There was a failure by the Claimant to take adequate steps to mitigate any loss.
The Tribunal considers it just and equitable to limit the award for some other reason.
If an Employment Tribunal considers that a Claimant has caused or contributed to dismissal, then the Tribunal is likely to reduce both the compensatory and basic award by a proportion that it considers to be just and equitable. This is referred to as "contributory factor."
An award for compensation may, in certain circumstances, be reduced by an Employment Tribunal. This concept has had a somewhat chequered history. Formerly, if a Respondent failed to follow a proper or fair procedure, a resultant dismissal would, on the face of it be unfair. However, in the past, a Respondent could avoid a finding of unfair dismissal if it could be shown that if a proper or fair procedure had been followed, it would have made no difference to the outcome and that the Claimant would have been dismissed in any event.
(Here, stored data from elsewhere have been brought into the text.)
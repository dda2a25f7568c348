//! Screens whose requests do not fit the plain collection/item pattern.

pub mod attendance;
pub mod leave;
pub mod payroll;

pub use attendance::{AttendanceIntent, AttendancePanel};
pub use leave::{LeaveIntent, LeavePanel};
pub use payroll::{PayrollIntent, PayrollPanel, coerce_deductions};

use crate::notify::Notifier;

/// Notify that an employee must be picked first. Returns `None` for chaining.
fn require_employee(employee: Option<i64>, notifier: &mut Notifier) -> Option<i64> {
    if employee.is_none() {
        notifier.error("Select an employee first");
    }
    employee
}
In Polkey v AE Dayton Services Ltd  IRLR 503 HL, the House of Lords held the above approach was wrong. However, with effect from 1 October 2004, this was reversed by s. 34(2) of the Employment Act 2002, which restored the pre-Polkey position.
On 6 April 2009, the Employment Act 2008 reversed s. 34(2) of the Employment Act 2002 and restored the law on procedural fairness to that which was in place prior to October 2004. This meant that any procedural failing would usually render a dismissal unfair, but compensation could be reduced in proportion to the likelihood that the dismissal would have occurred had a fair procedure been followed.
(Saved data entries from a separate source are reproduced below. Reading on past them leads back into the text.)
//! Configuration management module.

use serde::{Deserialize, Serialize};
use std::path::{Path, PathBuf};
use std::time::Duration;
use thiserror::Error;

/// Configuration load result.
#[derive(Debug)]
pub enum ConfigLoadResult {
    /// Config loaded successfully.
    Loaded(AppConfig),
    /// Config file missing (first run).
    Missing,
    /// Config file exists but invalid.
    Invalid(ConfigError),
}

/// Configuration errors.
#[derive(Error, Debug)]
pub enum ConfigError {
    #[error("Failed to read config file: {0}")]
    Read(#[from] std::io::Error),

    #[error("Failed to parse config: {0}")]
    Parse(#[from] toml::de::Error),

    #[error("Failed to serialize config: {0}")]
    Serialize(#[from] toml::ser::Error),

    #[error("Validation failed: {0}")]
    Validation(String),
}

/// Main application configuration.
#[derive(Debug, Clone, Default, Serialize, Deserialize)]
pub struct AppConfig {
    pub server: ServerConfig,
    #[serde(default)]
    pub ui: UiConfig,
    #[serde(default)]
    pub logging: LoggingConfig,
}

/// Payroll backend connection settings.
#[derive(Debug, Clone, Serialize, Deserialize)]
pub struct ServerConfig {
    /// Base URL the `/api/...` paths are appended to.
    pub base_url: String,
    /// Per-request timeout in seconds (default: 30).
    #[serde(default = "default_timeout_secs")]
    pub timeout_secs: u64,
}

fn default_timeout_secs() -> u64 {
    30
}

/// UI preferences.
#[derive(Debug, Clone, Serialize, Deserialize)]
pub struct UiConfig {
    /// How long a notification banner stays visible.
    #[serde(default = "default_notification_secs")]
    pub notification_secs: u64,
    /// Ask before deleting a record.
    #[serde(default = "default_true")]
    pub confirm_deletes: bool,
}

fn default_notification_secs() -> u64 {
    4
}

fn default_true() -> bool {
    true
}

/// Log output settings.
#[derive(Debug, Clone, Serialize, Deserialize)]
pub struct LoggingConfig {
    /// Default filter directive, overridden by `RUST_LOG`.
    #[serde(default = "default_log_level")]
    pub level: String,
    /// Also write daily log files to the data directory.
    #[serde(default)]
    pub file: bool,
}

fn default_log_level() -> String {
    "info".to_string()
}

impl AppConfig {
    /// Get config file path (same directory as executable).
    pub fn default_path() -> PathBuf {
        std::env::current_exe()
            .ok()
            .and_then(|p| p.parent().map(|p| p.to_path_buf()))
            .unwrap_or_else(|| PathBuf::from("."))
            .join("config.toml")
    }

    /// Attempt to load config with detailed result.
    pub fn try_load(path: &Path) -> ConfigLoadResult {
        if !path.exists() {
            return ConfigLoadResult::Missing;
        }

        match std::fs::read_to_string(path) {
            Ok(content) => match toml::from_str::<AppConfig>(&content) {
                Ok(config) => match config.validate() {
                    Ok(()) => ConfigLoadResult::Loaded(config),
                    Err(e) => ConfigLoadResult::Invalid(e),
                },
                Err(e) => ConfigLoadResult::Invalid(ConfigError::Parse(e)),
            },
            Err(e) => ConfigLoadResult::Invalid(ConfigError::Read(e)),
        }
    }

    /// Validate configuration values.
    pub fn validate(&self) -> Result<(), ConfigError> {
        let url = self.server.base_url.trim();
        if url.is_empty() {
            return Err(ConfigError::Validation("Server URL cannot be empty".to_string()));
        }
        if !url.starts_with("http://") && !url.starts_with("https://") {
            return Err(ConfigError::Validation(
                "Server URL must start with http:// or https://".to_string(),
            ));
        }
        if self.server.timeout_secs == 0 {
            return Err(ConfigError::Validation(
                "Request timeout must be at least 1 second".to_string(),
            ));
        }
        if self.ui.notification_secs == 0 {
            return Err(ConfigError::Validation(
                "Notification delay must be at least 1 second".to_string(),
            ));
        }
        if self.logging.level.trim().is_empty() {
            return Err(ConfigError::Validation("Log level cannot be empty".to_string()));
        }
        Ok(())
    }

    /// Save configuration to file.
    pub fn save(&self, path: &Path) -> Result<(), ConfigError> {
        let content = toml::to_string_pretty(self)?;
        std::fs::write(path, content)?;
        Ok(())
    }
}

impl ServerConfig {
    /// Request timeout as a duration.
    pub fn timeout(&self) -> Duration {
        Duration::from_secs(self.timeout_secs)
    }
}

impl UiConfig {
    /// Notification lifetime as a duration.
    pub fn notification_delay(&self) -> Duration {
        Duration::from_secs(self.notification_secs)
    }
}

impl Default for ServerConfig {
    fn default() -> Self {
        Self {
            base_url: "http://localhost:8080".to_string(),
            timeout_secs: default_timeout_secs(),
        }
    }
}

impl Default for UiConfig {
    fn default() -> Self {
        Self {
            notification_secs: default_notification_secs(),
            confirm_deletes: true,
        }
    }
}

impl Default for LoggingConfig {
    fn default() -> Self {
        Self {
            level: default_log_level(),
            file: false,
        }
    }
}

#[cfg(test)]
mod tests {
    use super::*;

    #[test]
    fn test_default_config_validates() {
        let config = AppConfig::default();
        assert!(config.validate().is_ok());
    }

    #[test]
    fn test_validation_empty_url() {
        let mut config = AppConfig::default();
        config.server.base_url = "   ".to_string();
        assert!(config.validate().is_err());
    }

    #[test]
    fn test_validation_invalid_url_scheme() {
        let mut config = AppConfig::default();
        config.server.base_url = "ftp://payroll".to_string();
        assert!(config.validate().is_err());
    }

    #[test]
    fn test_validation_zero_timeout() {
        let mut config = AppConfig::default();
        config.server.timeout_secs = 0;
        assert!(config.validate().is_err());
    }

    #[test]
    fn test_validation_zero_notification_delay() {
        let mut config = AppConfig::default();
        config.ui.notification_secs = 0;
        assert!(config.validate().is_err());
    }

    #[test]
    fn test_missing_sections_use_defaults() {
        let config: AppConfig =
            toml::from_str("[server]\nbase_url = \"http://10.0.0.5:8080\"\n").unwrap();
        assert_eq!(config.server.timeout_secs, 30);
        assert_eq!(config.ui.notification_secs, 4);
        assert!(config.ui.confirm_deletes);
        assert_eq!(config.logging.level, "info");
        assert!(!config.logging.file);
    }

    #[test]
    fn test_missing_file() {
        let dir = tempfile::tempdir().unwrap();
        let path = dir.path().join("config.toml");
        assert!(matches!(AppConfig::try_load(&path), ConfigLoadResult::Missing));
    }

    #[test]
    fn test_save_and_load() {
        let dir = tempfile::tempdir().unwrap();
        let path = dir.path().join("config.toml");

        let mut config = AppConfig::default();
        config.server.base_url = "https://payroll.example.com".to_string();
        config.ui.confirm_deletes = false;
        config.save(&path).unwrap();

        match AppConfig::try_load(&path) {
            ConfigLoadResult::Loaded(loaded) => {
                assert_eq!(loaded.server.base_url, "https://payroll.example.com");
                assert!(!loaded.ui.confirm_deletes);
            }
            other => panic!("expected loaded config, got {other:?}"),
        }
    }

    #[test]
    fn test_invalid_file() {
        let dir = tempfile::tempdir().unwrap();
        let path = dir.path().join("config.toml");
        std::fs::write(&path, "[server]\nbase_url = \"payroll\"\n").unwrap();
        assert!(matches!(
            AppConfig::try_load(&path),
            ConfigLoadResult::Invalid(ConfigError::Validation(_))
        ));
    }
}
Therefore, an Employment Tribunal will consider if a fair dismissal could have occurred at some stage in any event, and apply a percentage deduction to reflect this. If an Employment Tribunal cannot conclude what would have happened, the appropriate course is to assess compensation by evaluating the chance that the Claimant would still have been dismissed.
In Constantine v McGregor Cory Ltd  ICR 938 EAT, the EAT held that an Employment Tribunal's finding that the Claimant would have been dismissed in any event did not mean that the Tribunal's failure to explain the potential remedies for unfair dismissal had no practical consequences. In addition, the Tribunal should have assessed compensation by evaluating the chance that the employee would still have lost his employment, rather than deciding the matter on the balance of probabilities.
By contrast, in Software 2000 Ltd v Andrews and others  IRLR 568 EAT, the EAT held that, where an Employment Tribunal regards evidence as being too unreliable to determine if a dismissal would, on the balance of probabilities, have occurred, then for the purposes of s.98(2) of the Act (which has now been repealed) that evidence should still be taken into account when deciding whether to apply a Polkey reduction to the compensatory award.
In Steel Stockholders (Birmingham) Ltd v Kirkwood  IRLR 515 EAT, the EAT held that it is only where the defect was procedural rather than substantive that such a percentage reduction can be made.
In Gover and others v Propertycare Ltd EAT/0458/05, the EAT held that it is incumbent on an Employment Tribunal to consider whether or not a Polkey reduction should be made to compensation for unfair dismissal. Moreover, in Gover and others v Propertycare Ltd  EWCA Civ 286 CA. The Court of Appeal agreed with the EAT and stated that this forms part of an Employment Tribunal's overriding obligation to award such compensation as is just and equitable.
Mitigation of financial losses
A Claimant is under a duty to mitigate any financial loss and must take reasonable steps to find alternative employment. If a Claimant has not taken reasonable steps to find alternative employment, an Employment Tribunal will reduce compensation to reflect what, in the view of the Tribunal what would have happened if the Claimant had taken reasonable steps.
In Cooper Contracting Ltd v Lindsey EAT/0184/15, the EAT held that a Respondent must show that a Claimant has acted unreasonably in failing to mitigate, rather than requiring the Claimant to take all reasonable steps to lessen the loss.
Since the burden of proving a failure to mitigate will be on a Respondent, Claimants should expect a Respondent to produce evidence at a final hearing of alternative employment that would have been available to the Claimant.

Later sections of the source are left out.